Goal of the exercise: A complete answer lists every line of the entries below where the string "ExError" appears.

BEGIN Dataset excerpts

//! Driver dispatch
//!
//! Picks the backend from the environment's descriptor and bounds connection
//! acquisition with a timeout so an unreachable host fails the environment
//! instead of hanging the run.

use crate::errors::Result;
use crate::postgres::PostgresSession;
use crate::sqlite::SqliteSession;
use async_trait::async_trait;
use migrant_core::errors::{ExError, ExErrorKind};
use migrant_core::{Connector, Driver, Environment, Session};
use std::time::Duration;

pub const DEFAULT_CONNECT_TIMEOUT: Duration = Duration::from_secs(10);

/// Connector for every supported driver
#[derive(Debug, Clone, Copy)]
pub struct DriverConnector {
    connect_timeout: Duration,
}

impl DriverConnector {
    pub fn new(connect_timeout: Duration) -> Self {
        Self { connect_timeout }
    }
}

impl Default for DriverConnector {
    fn default() -> Self {
        Self::new(DEFAULT_CONNECT_TIMEOUT)
    }
}

#[async_trait]
impl Connector for DriverConnector {
    async fn connect(&self, environment: &Environment) -> Result<Box<dyn Session>> {
        let descriptor = &environment.connection;
        tracing::debug!(
            environment = %environment.name,
            driver = descriptor.driver.as_str(),
            target_db = %descriptor,
            "acquiring session"
        );

        let connect = async {
            let session: Box<dyn Session> = match descriptor.driver {
                Driver::Postgres => Box::new(PostgresSession::connect(descriptor).await?),
                Driver::Sqlite => Box::new(SqliteSession::open(&descriptor.database).await?),
            };
            Ok::<_, ExError>(session)
        };

        tokio::time::timeout(self.connect_timeout, connect)
            .await
            .map_err(|_| {
                ExError::new(ExErrorKind::Connectivity)
                    .with_op("connect")
                    .with_environment(environment.name.clone())
                    .with_message(format!(
                        "timed out after {}s connecting to {}",
                        self.connect_timeout.as_secs(),
                        descriptor
                    ))
            })?
    }
}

END Dataset excerpts

Exercise output:
use migrant_core::errors::{ExError, ExErrorKind};
            Ok::<_, ExError>(session)
                ExError::new(ExErrorKind::Connectivity)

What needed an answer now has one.